__PROVIDED ENTRIES__:
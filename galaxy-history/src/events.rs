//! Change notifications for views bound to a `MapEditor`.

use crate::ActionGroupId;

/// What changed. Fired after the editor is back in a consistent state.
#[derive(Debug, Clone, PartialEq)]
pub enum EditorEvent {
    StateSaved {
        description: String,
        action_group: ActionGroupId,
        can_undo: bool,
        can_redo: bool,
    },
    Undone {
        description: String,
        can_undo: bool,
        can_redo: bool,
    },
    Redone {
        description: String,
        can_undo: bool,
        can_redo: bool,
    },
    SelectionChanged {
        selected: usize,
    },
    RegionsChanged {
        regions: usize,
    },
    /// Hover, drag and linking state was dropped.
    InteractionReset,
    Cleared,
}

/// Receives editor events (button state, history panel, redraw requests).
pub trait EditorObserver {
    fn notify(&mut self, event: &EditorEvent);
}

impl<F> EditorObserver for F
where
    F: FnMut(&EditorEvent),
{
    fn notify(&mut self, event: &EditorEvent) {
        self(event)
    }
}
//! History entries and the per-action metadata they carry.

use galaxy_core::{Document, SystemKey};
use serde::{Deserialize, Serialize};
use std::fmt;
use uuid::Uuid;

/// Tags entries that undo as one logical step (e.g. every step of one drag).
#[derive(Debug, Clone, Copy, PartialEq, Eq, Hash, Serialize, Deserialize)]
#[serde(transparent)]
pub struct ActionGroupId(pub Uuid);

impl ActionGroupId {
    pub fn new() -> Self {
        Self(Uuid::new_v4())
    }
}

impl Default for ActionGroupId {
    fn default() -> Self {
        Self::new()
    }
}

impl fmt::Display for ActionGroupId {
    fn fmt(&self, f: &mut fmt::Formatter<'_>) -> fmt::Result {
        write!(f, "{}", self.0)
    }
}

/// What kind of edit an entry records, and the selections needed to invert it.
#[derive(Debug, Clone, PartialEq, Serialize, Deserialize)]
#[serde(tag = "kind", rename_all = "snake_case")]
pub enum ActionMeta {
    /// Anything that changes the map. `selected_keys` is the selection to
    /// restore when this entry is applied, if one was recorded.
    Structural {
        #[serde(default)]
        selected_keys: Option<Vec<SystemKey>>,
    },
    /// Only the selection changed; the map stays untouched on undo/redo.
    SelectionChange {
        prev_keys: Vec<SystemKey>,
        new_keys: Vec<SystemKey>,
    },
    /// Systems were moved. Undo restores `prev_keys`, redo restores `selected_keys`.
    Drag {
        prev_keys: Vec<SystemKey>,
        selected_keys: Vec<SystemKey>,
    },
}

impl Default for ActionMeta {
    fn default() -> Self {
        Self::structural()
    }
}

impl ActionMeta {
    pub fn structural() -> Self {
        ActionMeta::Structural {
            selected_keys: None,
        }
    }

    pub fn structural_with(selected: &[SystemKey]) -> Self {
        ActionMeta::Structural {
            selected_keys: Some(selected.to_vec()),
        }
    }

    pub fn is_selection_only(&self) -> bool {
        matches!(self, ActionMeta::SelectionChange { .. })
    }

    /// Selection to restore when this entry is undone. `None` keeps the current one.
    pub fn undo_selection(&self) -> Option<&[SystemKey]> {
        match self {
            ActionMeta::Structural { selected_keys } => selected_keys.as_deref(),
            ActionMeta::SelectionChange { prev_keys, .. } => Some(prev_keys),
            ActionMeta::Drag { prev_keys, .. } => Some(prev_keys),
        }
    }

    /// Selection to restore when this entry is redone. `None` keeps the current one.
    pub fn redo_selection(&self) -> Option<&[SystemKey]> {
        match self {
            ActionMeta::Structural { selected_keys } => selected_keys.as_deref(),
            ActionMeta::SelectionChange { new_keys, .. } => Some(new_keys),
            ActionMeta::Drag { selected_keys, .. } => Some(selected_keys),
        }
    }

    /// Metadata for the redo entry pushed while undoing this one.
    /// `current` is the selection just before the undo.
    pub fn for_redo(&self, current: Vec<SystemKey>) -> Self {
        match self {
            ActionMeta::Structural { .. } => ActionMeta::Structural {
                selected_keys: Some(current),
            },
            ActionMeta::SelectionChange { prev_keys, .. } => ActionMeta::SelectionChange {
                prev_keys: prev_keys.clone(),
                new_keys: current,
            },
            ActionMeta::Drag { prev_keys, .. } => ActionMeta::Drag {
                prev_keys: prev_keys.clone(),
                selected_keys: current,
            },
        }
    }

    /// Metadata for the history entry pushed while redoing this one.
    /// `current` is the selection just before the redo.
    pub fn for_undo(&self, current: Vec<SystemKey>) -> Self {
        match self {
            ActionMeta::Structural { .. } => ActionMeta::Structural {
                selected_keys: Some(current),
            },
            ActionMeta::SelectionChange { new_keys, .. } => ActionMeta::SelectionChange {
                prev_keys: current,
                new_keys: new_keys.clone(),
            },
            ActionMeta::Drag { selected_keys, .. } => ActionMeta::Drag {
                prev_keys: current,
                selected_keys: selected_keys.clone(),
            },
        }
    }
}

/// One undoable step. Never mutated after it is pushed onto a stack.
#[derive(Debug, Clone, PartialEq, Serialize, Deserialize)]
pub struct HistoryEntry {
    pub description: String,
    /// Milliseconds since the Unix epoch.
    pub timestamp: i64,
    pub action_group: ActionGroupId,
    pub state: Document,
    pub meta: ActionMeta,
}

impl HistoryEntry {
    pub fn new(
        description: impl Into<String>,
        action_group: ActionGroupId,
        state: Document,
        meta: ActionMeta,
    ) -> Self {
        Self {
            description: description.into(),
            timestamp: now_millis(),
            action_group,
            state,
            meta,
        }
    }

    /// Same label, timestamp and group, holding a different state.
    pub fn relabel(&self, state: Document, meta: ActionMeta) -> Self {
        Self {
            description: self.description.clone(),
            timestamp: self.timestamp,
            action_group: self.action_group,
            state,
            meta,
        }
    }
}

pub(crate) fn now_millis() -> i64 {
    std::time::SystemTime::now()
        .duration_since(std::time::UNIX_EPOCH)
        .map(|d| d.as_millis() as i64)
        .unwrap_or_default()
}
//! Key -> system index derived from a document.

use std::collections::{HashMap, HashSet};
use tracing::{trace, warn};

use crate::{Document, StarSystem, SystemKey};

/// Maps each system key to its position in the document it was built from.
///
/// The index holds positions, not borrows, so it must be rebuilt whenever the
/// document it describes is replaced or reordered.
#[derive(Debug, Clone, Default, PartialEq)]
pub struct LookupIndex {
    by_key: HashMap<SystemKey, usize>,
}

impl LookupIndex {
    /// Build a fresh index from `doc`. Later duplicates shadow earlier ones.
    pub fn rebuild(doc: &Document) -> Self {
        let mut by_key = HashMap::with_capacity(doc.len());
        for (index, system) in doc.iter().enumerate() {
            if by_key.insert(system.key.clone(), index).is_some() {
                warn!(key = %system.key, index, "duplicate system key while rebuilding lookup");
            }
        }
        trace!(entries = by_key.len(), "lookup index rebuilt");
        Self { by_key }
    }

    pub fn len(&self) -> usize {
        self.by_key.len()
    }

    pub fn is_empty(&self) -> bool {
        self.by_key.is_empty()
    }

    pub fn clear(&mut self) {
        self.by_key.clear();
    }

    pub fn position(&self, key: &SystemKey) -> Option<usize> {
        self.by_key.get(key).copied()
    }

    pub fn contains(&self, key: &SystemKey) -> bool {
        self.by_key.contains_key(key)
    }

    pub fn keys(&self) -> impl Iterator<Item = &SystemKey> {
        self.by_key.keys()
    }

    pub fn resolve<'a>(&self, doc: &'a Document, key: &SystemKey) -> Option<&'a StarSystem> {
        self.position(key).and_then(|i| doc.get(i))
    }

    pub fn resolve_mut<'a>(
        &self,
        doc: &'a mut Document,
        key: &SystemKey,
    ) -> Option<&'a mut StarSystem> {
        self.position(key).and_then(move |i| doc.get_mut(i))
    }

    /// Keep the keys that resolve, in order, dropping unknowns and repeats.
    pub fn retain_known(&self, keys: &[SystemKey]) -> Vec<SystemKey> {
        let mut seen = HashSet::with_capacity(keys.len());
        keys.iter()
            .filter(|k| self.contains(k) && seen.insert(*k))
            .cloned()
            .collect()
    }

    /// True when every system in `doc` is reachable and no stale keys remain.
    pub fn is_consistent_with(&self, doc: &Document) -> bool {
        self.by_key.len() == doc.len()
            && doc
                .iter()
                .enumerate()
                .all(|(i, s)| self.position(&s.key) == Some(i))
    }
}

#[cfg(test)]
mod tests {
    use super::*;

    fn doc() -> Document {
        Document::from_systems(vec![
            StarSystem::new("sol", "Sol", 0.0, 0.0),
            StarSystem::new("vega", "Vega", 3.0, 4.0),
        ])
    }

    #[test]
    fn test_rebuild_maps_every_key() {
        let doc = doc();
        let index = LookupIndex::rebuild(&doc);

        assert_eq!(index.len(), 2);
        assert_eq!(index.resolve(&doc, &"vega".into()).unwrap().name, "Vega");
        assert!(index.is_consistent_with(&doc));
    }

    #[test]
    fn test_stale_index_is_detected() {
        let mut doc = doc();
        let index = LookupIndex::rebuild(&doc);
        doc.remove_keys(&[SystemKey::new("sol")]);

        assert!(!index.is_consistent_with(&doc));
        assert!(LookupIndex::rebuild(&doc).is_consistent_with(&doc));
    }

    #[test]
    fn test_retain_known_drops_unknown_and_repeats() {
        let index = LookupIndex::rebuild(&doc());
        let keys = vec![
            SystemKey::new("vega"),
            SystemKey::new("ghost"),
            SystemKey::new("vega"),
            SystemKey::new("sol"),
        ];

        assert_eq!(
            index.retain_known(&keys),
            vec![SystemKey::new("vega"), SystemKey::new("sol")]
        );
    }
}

__WHAT IS NEEDED__: What should come out is the exact run of lines from the one holding "fn doc() ->" through the end of the records above, and nothing besides.

__SOLVED EXERCISE__:
    fn doc() -> Document {
        Document::from_systems(vec![
            StarSystem::new("sol", "Sol", 0.0, 0.0),
            StarSystem::new("vega", "Vega", 3.0, 4.0),
        ])
    }

    #[test]
    fn test_rebuild_maps_every_key() {
        let doc = doc();
        let index = LookupIndex::rebuild(&doc);

        assert_eq!(index.len(), 2);
        assert_eq!(index.resolve(&doc, &"vega".into()).unwrap().name, "Vega");
        assert!(index.is_consistent_with(&doc));
    }

    #[test]
    fn test_stale_index_is_detected() {
        let mut doc = doc();
        let index = LookupIndex::rebuild(&doc);
        doc.remove_keys(&[SystemKey::new("sol")]);

        assert!(!index.is_consistent_with(&doc));
        assert!(LookupIndex::rebuild(&doc).is_consistent_with(&doc));
    }

    #[test]
    fn test_retain_known_drops_unknown_and_repeats() {
        let index = LookupIndex::rebuild(&doc());
        let keys = vec![
            SystemKey::new("vega"),
            SystemKey::new("ghost"),
            SystemKey::new("vega"),
            SystemKey::new("sol"),
        ];

        assert_eq!(
            index.retain_known(&keys),
            vec![SystemKey::new("vega"), SystemKey::new("sol")]
        );
    }
}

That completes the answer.